---------- Dataset ----------
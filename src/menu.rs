//! Data-driven settings menu engine.
//!
//! The menu itself is a fixed table of entries, each exposing three
//! handlers: `show` (display the current value), `adjust` (step the
//! value, persisting immediately), `confirm` (acknowledge and leave
//! edit mode). Navigation is driven purely by newly observed button
//! counters - the engine snapshots the counters it has consumed so
//! each press produces exactly one event.
//!
//! The engine stays pure: it emits `MenuEvent`s and the controller
//! dispatches them through the entry table, which stays data.

/// One row of the menu table. `C` is the dispatch context (the
/// controller), so handlers are plain fn pointers, never closures.
pub struct MenuEntry<C> {
    pub label: &'static str,
    pub show: fn(&mut C),
    pub adjust: fn(&mut C),
    pub confirm: fn(&mut C),
}

/// What the engine decided on this poll.
#[derive(Clone, Copy, Debug, PartialEq, Eq)]
#[cfg_attr(feature = "defmt", derive(defmt::Format))]
pub enum MenuEvent {
    /// Cursor advanced to this entry (short press while idle).
    Advanced(usize),
    /// Adjust the value of this entry (short press while editing).
    Adjust(usize),
    /// Entered edit mode on this entry (long press while idle).
    Entered(usize),
    /// Confirmed this entry and left edit mode (long press editing).
    Confirmed(usize),
    /// Idle timeout forced a reset to the top of the menu.
    TimedOut,
}

/// Cursor + sub-menu state machine.
pub struct MenuEngine {
    index: usize,
    in_submenu: bool,
    last_short: u32,
    last_long: u32,
    last_interaction: u64,
    /// 0 disables the idle timeout.
    timeout_ms: u64,
}

impl MenuEngine {
    pub fn new(timeout_ms: u64) -> Self {
        Self {
            index: 0,
            in_submenu: false,
            last_short: 0,
            last_long: 0,
            last_interaction: 0,
            timeout_ms,
        }
    }

    pub fn index(&self) -> usize {
        self.index
    }

    pub fn in_submenu(&self) -> bool {
        self.in_submenu
    }

    /// Feed the current monotonic counters; returns at most one event.
    /// Unconsumed presses are picked up on the next poll.
    pub fn poll(
        &mut self,
        entry_count: usize,
        short_presses: u32,
        long_presses: u32,
        now: u64,
    ) -> Option<MenuEvent> {
        if self.timeout_ms > 0
            && now.saturating_sub(self.last_interaction) > self.timeout_ms
            && (self.index != 0 || self.in_submenu)
        {
            self.index = 0;
            self.in_submenu = false;
            self.last_interaction = now;
            return Some(MenuEvent::TimedOut);
        }

        if short_presses > self.last_short {
            self.last_short += 1;
            self.last_interaction = now;
            return Some(if self.in_submenu {
                MenuEvent::Adjust(self.index)
            } else {
                self.index = (self.index + 1) % entry_count;
                MenuEvent::Advanced(self.index)
            });
        }

        if long_presses > self.last_long {
            self.last_long += 1;
            self.last_interaction = now;
            return Some(if self.in_submenu {
                self.in_submenu = false;
                MenuEvent::Confirmed(self.index)
            } else {
                self.in_submenu = true;
                MenuEvent::Entered(self.index)
            });
        }

        None
    }
}

#[cfg(test)]
mod tests {
    use super::*;

    const N: usize = 7;

    #[test]
    fn short_press_advances_and_wraps() {
        let mut menu = MenuEngine::new(0);
        for i in 1..N {
            assert_eq!(menu.poll(N, i as u32, 0, 10), Some(MenuEvent::Advanced(i)));
        }
        assert_eq!(menu.poll(N, N as u32, 0, 10), Some(MenuEvent::Advanced(0)));
        assert_eq!(menu.index(), 0);
    }

    #[test]
    fn each_press_is_consumed_exactly_once() {
        let mut menu = MenuEngine::new(0);
        assert_eq!(menu.poll(N, 1, 0, 10), Some(MenuEvent::Advanced(1)));
        assert_eq!(menu.poll(N, 1, 0, 11), None);
        assert_eq!(menu.poll(N, 1, 0, 12), None);
    }

    #[test]
    fn backlogged_presses_drain_one_per_poll() {
        let mut menu = MenuEngine::new(0);
        assert_eq!(menu.poll(N, 3, 0, 10), Some(MenuEvent::Advanced(1)));
        assert_eq!(menu.poll(N, 3, 0, 11), Some(MenuEvent::Advanced(2)));
        assert_eq!(menu.poll(N, 3, 0, 12), Some(MenuEvent::Advanced(3)));
        assert_eq!(menu.poll(N, 3, 0, 13), None);
    }

    #[test]
    fn long_press_enters_then_confirms() {
        let mut menu = MenuEngine::new(0);
        menu.poll(N, 1, 0, 10);
        assert_eq!(menu.poll(N, 1, 1, 20), Some(MenuEvent::Entered(1)));
        assert!(menu.in_submenu());
        // Short press while editing adjusts instead of navigating.
        assert_eq!(menu.poll(N, 2, 1, 30), Some(MenuEvent::Adjust(1)));
        assert_eq!(menu.index(), 1);
        assert_eq!(menu.poll(N, 2, 2, 40), Some(MenuEvent::Confirmed(1)));
        assert!(!menu.in_submenu());
    }

    #[test]
    fn idle_timeout_resets_to_top() {
        let mut menu = MenuEngine::new(1000);
        menu.poll(N, 1, 0, 10);
        assert_eq!(menu.index(), 1);
        assert_eq!(menu.poll(N, 1, 0, 2000), Some(MenuEvent::TimedOut));
        assert_eq!(menu.index(), 0);
        assert!(!menu.in_submenu());
    }

    #[test]
    fn timeout_is_quiet_when_already_at_top() {
        let mut menu = MenuEngine::new(1000);
        assert_eq!(menu.poll(N, 0, 0, 5000), None);
    }

    #[test]
    fn zero_timeout_disables_the_reset() {
        let mut menu = MenuEngine::new(0);
        menu.poll(N, 1, 0, 10);
        assert_eq!(menu.poll(N, 1, 0, 10_000_000), None);
        assert_eq!(menu.index(), 1);
    }

    #[test]
    fn timeout_exits_submenu_too() {
        let mut menu = MenuEngine::new(1000);
        menu.poll(N, 0, 1, 10); // enter edit on entry 0
        assert!(menu.in_submenu());
        assert_eq!(menu.poll(N, 0, 1, 3000), Some(MenuEvent::TimedOut));
        assert!(!menu.in_submenu());
        assert_eq!(menu.index(), 0);
    }
}
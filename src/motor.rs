//! Motor controller: direction decision, soft-start, software PWM.
//!
//! Two loops at different rates. The direction decision runs whenever
//! a relevant input changes (switch, limit switch, active-box state),
//! not on a timer. The PWM loop runs on a fast fixed tick and emulates
//! duty cycling on the digital enable line, since the driver's enable
//! pin is not analog-capable on all board variants.
//!
//! Soft-start: any direction transition to a non-stopped direction
//! forces 100% duty for a short burst to break static friction.

use crate::config::{PWM_PERIOD_MS, PWM_TICK_MS, SOFT_START_MS};
use crate::hal::Hardware;

/// Commanded motor direction.
#[derive(Clone, Copy, Debug, PartialEq, Eq)]
#[cfg_attr(feature = "defmt", derive(defmt::Format))]
pub enum Direction {
    Forward,
    Reverse,
    Stopped,
}

/// Inputs to the direction decision.
#[derive(Clone, Copy, Debug)]
pub struct MotorInputs {
    /// SPDT switch is in the forward-requesting position.
    pub switch_forward: bool,
    /// Limit switch reports the flipper is home.
    pub limit_pressed: bool,
    /// This box currently holds the active claim.
    pub box_active: bool,
}

/// Pure decision: forward beats everything while the box is unclaimed
/// (the limit switch is unreachable in that direction); otherwise
/// reverse until the flipper is home.
pub fn decide(inputs: MotorInputs) -> Direction {
    if inputs.switch_forward && !inputs.box_active {
        Direction::Forward
    } else if !inputs.limit_pressed {
        Direction::Reverse
    } else {
        Direction::Stopped
    }
}

/// Default speed compression curve: settings at or below 20% divide by
/// ten, so the low end of the knob is a barely-perceptible crawl
/// instead of an abrupt jump. Tuned on hardware, not derived.
pub fn crawl_curve(pct: u8) -> u8 {
    if pct <= 20 {
        pct / 10
    } else {
        pct
    }
}

/// Owner of direction, soft-start and PWM phase state.
pub struct MotorController {
    direction: Direction,
    /// True during the full-power burst after a direction change.
    starting: bool,
    start_time: u64,
    /// Target duty before the compression curve (0-100).
    speed_pct: u8,
    /// Replaceable compression curve.
    curve: fn(u8) -> u8,
    cycle_start: u64,
    duty_on: bool,
    last_pwm_update: Option<u64>,
}

impl MotorController {
    pub fn new(speed_pct: u8) -> Self {
        Self {
            direction: Direction::Stopped,
            starting: false,
            start_time: 0,
            speed_pct: speed_pct.min(100),
            curve: crawl_curve,
            cycle_start: 0,
            duty_on: false,
            last_pwm_update: None,
        }
    }

    pub fn direction(&self) -> Direction {
        self.direction
    }

    pub fn is_starting(&self) -> bool {
        self.starting
    }

    pub fn speed_pct(&self) -> u8 {
        self.speed_pct
    }

    pub fn set_speed_pct(&mut self, pct: u8) {
        self.speed_pct = pct.min(100);
    }

    /// Swap the low-end compression curve for a product-tuned one.
    pub fn set_curve(&mut self, curve: fn(u8) -> u8) {
        self.curve = curve;
    }

    /// Effective duty after soft-start override and compression.
    pub fn effective_duty_pct(&self) -> u8 {
        if self.starting {
            100
        } else {
            (self.curve)(self.speed_pct)
        }
    }

    /// Re-run the direction decision. Call on every relevant input
    /// change; drives the direction pins immediately and arms the
    /// soft-start burst on a transition.
    pub fn evaluate(&mut self, hw: &mut impl Hardware, inputs: MotorInputs, now: u64) {
        let next = decide(inputs);
        if next != self.direction {
            if next == Direction::Stopped {
                self.starting = false;
            } else {
                self.starting = true;
                self.start_time = now;
                self.cycle_start = now;
            }
            self.direction = next;
        }

        match self.direction {
            Direction::Forward => hw.motor_pins(true, false),
            Direction::Reverse => hw.motor_pins(false, true),
            Direction::Stopped => hw.motor_pins(false, false),
        }

        if self.direction == Direction::Stopped {
            hw.motor_enable(false);
            self.duty_on = false;
        }
    }

    /// Software-PWM tick. Call once per scheduler iteration; rate
    /// limits itself to the PWM tick interval.
    pub fn update(&mut self, hw: &mut impl Hardware, now: u64) {
        if let Some(last) = self.last_pwm_update {
            if now.saturating_sub(last) < PWM_TICK_MS {
                return;
            }
        }
        self.last_pwm_update = Some(now);

        if self.starting && now.saturating_sub(self.start_time) >= SOFT_START_MS {
            self.starting = false;
        }

        if self.direction == Direction::Stopped {
            // Forced low regardless of cycle phase.
            if self.duty_on {
                hw.motor_enable(false);
                self.duty_on = false;
            }
            return;
        }

        let duty = self.effective_duty_pct() as u64;
        let position = now.saturating_sub(self.cycle_start) % PWM_PERIOD_MS;
        let on_time = PWM_PERIOD_MS * duty / 100;
        let want_on = position < on_time;

        if want_on != self.duty_on {
            hw.motor_enable(want_on);
            self.duty_on = want_on;
        }
    }
}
----------
Copy down every line of the material above that includes the string "transition".

## Expected answer
//! Soft-start: any direction transition to a non-stopped direction
    /// soft-start burst on a transition.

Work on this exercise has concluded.